• 8355
    fatih terim takımdan ayrıldığı için bir kısmı ortalığı yangın yerine çevirmektedir. kendilerine hak veriyorum, sezon sonu beklenebilirdi bu hamle için, ya da sezon başında hiç yola çıkılmaması gerekiyordu.

    şuanda; "fatih terim florya'ya tekrar geri döndü, yönetimle tekrar görüşüp ikna edilecek ve 3 yıllık plan fatih terim, ekibi selçuk inan ve necati ateş ile yeniden başlıyor" haberini okusalar bir kısmı mavi ekran hatası verip şuanda düşündüklerinin tam tersi şeyleri düşünmeye başlayacak bundan da eminim.

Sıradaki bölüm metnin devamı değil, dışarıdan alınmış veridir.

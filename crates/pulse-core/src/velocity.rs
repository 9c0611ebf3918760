//! # Signal Velocity
//!
//! Classifies the recent cadence of incoming signals and scales entity
//! targets accordingly: a project receiving information quickly is asked for
//! more, a stalling one for less.
//!
//! The trailing window is split into two equal halves. The ratio of the
//! second half's event count to the first half's decides the trend.

use crate::config::VelocityScaling;
use chrono::{DateTime, Duration, Utc};
use serde::{Deserialize, Serialize};

/// Default trailing window, in days.
pub const DEFAULT_WINDOW_DAYS: u32 = 7;

/// Ratio at or above which the pace counts as accelerating.
pub const ACCELERATING_RATIO: f64 = 1.5;

/// Ratio at or below which the pace counts as stalling.
pub const STALLING_RATIO: f64 = 0.5;

// =============================================================================
// TREND
// =============================================================================

/// Recent signal cadence.
#[derive(Debug, Clone, Copy, Default, PartialEq, Eq, Hash, Serialize, Deserialize)]
#[serde(rename_all = "snake_case")]
pub enum VelocityTrend {
    Accelerating,
    #[default]
    Steady,
    Stalling,
}

impl VelocityTrend {
    /// Classify from the event counts of the two window halves.
    #[must_use]
    pub fn classify(first_half: u32, second_half: u32) -> Self {
        if first_half.saturating_add(second_half) < 2 {
            return VelocityTrend::Steady;
        }

        if first_half == 0 {
            return if second_half >= 2 {
                VelocityTrend::Accelerating
            } else {
                VelocityTrend::Steady
            };
        }

        let ratio = f64::from(second_half) / f64::from(first_half);
        if ratio >= ACCELERATING_RATIO {
            VelocityTrend::Accelerating
        } else if ratio <= STALLING_RATIO {
            VelocityTrend::Stalling
        } else {
            VelocityTrend::Steady
        }
    }

    #[must_use]
    pub fn as_str(&self) -> &'static str {
        match self {
            VelocityTrend::Accelerating => "accelerating",
            VelocityTrend::Steady => "steady",
            VelocityTrend::Stalling => "stalling",
        }
    }
}

impl std::fmt::Display for VelocityTrend {
    fn fmt(&self, f: &mut std::fmt::Formatter<'_>) -> std::fmt::Result {
        f.write_str(self.as_str())
    }
}

// =============================================================================
// SIGNAL VELOCITY
// =============================================================================

/// Event counts over a trailing window and the trend they imply.
#[derive(Debug, Clone, Copy, PartialEq, Eq, Serialize, Deserialize)]
pub struct SignalVelocity {
    pub window_days: u32,
    pub first_half: u32,
    pub second_half: u32,
    pub total: u32,
    pub trend: VelocityTrend,
}

impl Default for SignalVelocity {
    fn default() -> Self {
        Self::from_counts(0, 0)
    }
}

impl SignalVelocity {
    /// Build from pre-counted halves of the default window.
    #[must_use]
    pub fn from_counts(first_half: u32, second_half: u32) -> Self {
        Self {
            window_days: DEFAULT_WINDOW_DAYS,
            first_half,
            second_half,
            total: first_half.saturating_add(second_half),
            trend: VelocityTrend::classify(first_half, second_half),
        }
    }

    /// Count event timestamps falling in `[now - window, now]`.
    ///
    /// The older half is `[now - window, now - window/2)`, the newer half is
    /// `[now - window/2, now]`. Events outside the window are ignored. Bounds
    /// earlier than the representable range clamp to it.
    #[must_use]
    pub fn from_events(events: &[DateTime<Utc>], now: DateTime<Utc>, window_days: u32) -> Self {
        // A window reaching past the representable range counts from the start of time.
        let window = Duration::try_days(i64::from(window_days)).unwrap_or(Duration::MAX);
        let start = now
            .checked_sub_signed(window)
            .unwrap_or(DateTime::<Utc>::MIN_UTC);
        let midpoint = now
            .checked_sub_signed(window / 2)
            .unwrap_or(DateTime::<Utc>::MIN_UTC);

        let mut first_half: u32 = 0;
        let mut second_half: u32 = 0;
        for event in events {
            if *event < start || *event > now {
                continue;
            }
            if *event < midpoint {
                first_half = first_half.saturating_add(1);
            } else {
                second_half = second_half.saturating_add(1);
            }
        }

        Self {
            window_days,
            ..Self::from_counts(first_half, second_half)
        }
    }
}

// =============================================================================
// TARGET SCALING
// =============================================================================

/// Scale one entity target for a trend.
///
/// Accelerating rounds half-up, stalling truncates; both floor at 1. A target
/// of 0 means "not configured" and stays 0.
#[must_use]
pub fn scale_target(target: u32, trend: VelocityTrend, scaling: &VelocityScaling) -> u32 {
    if target == 0 {
        return 0;
    }

    match trend {
        VelocityTrend::Accelerating => {
            ((f64::from(target) * scaling.accelerating + 0.5) as u32).max(1)
        }
        VelocityTrend::Stalling => ((f64::from(target) * scaling.stalling) as u32).max(1),
        VelocityTrend::Steady => target,
    }
}

// =============================================================================
// TESTS
// =============================================================================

    imparatorumuz sayın fatih terim hocamıza her zaman saygı duymakla beraber; 3 sezondur şampiyon olamayan, son 10 maçında 1 galibiyet alabilmiş, ligde ,12. sırada olan bir hoca ile efsanemiz de olsa saygı çerçevesinde yolların ayrılmasına da kızamıyorum.
  • 7947
    yaşlı, pahalı ama kaliteli oyuncu alınır; "yaşlı futbolcu istemiyoruz" denir.
    bonservis ödeyip, gelecek vadeden oyuncu alınır; "bizim seviyemizde değil" denir.
    1 milyon euroya transfer yapılır; "madem iyi, neden bu kadar ucuza bıraktılar" denir.
    10 milyon euroya transfer yapılır; "bu paraları etmez, kazık yedik" denir.
    istatistikleri iyi olan oyuncu alınır; "neden milli takımda oynamıyor" denir.
    milli takımda oynayan oyuncu alınır; "scout ekibi neden oyuncu keşfetmiyor" denir.
    28 yaşında adam alınır; "daha genç olsun" denir.
    22 yaşında adam alınır; "bu yaşa kadar büyük takımlar neden yatırım yapmamış" denir.
    benim hepsine vereceğim tek cevap marcao'dur.
    22 yaşına gelmiş, bu yaşına kadar hiç milli takımda oynamamış, büyük kulüplerin hiç dikkatini çekmemiş, portekiz liginin son sırasında, en çok gol yiyen takımında oynayan, 4 milyon euro gibi kazık(!) yediğimiz bir paraya alınan, bizim seviyemizde(!) olmayan bir futbolcuydu.
  • 7873
    en yüksek yoğunluğunun olduğu kişiler 1980 ve 1990'arda ve sonrasında doğan çocuklar.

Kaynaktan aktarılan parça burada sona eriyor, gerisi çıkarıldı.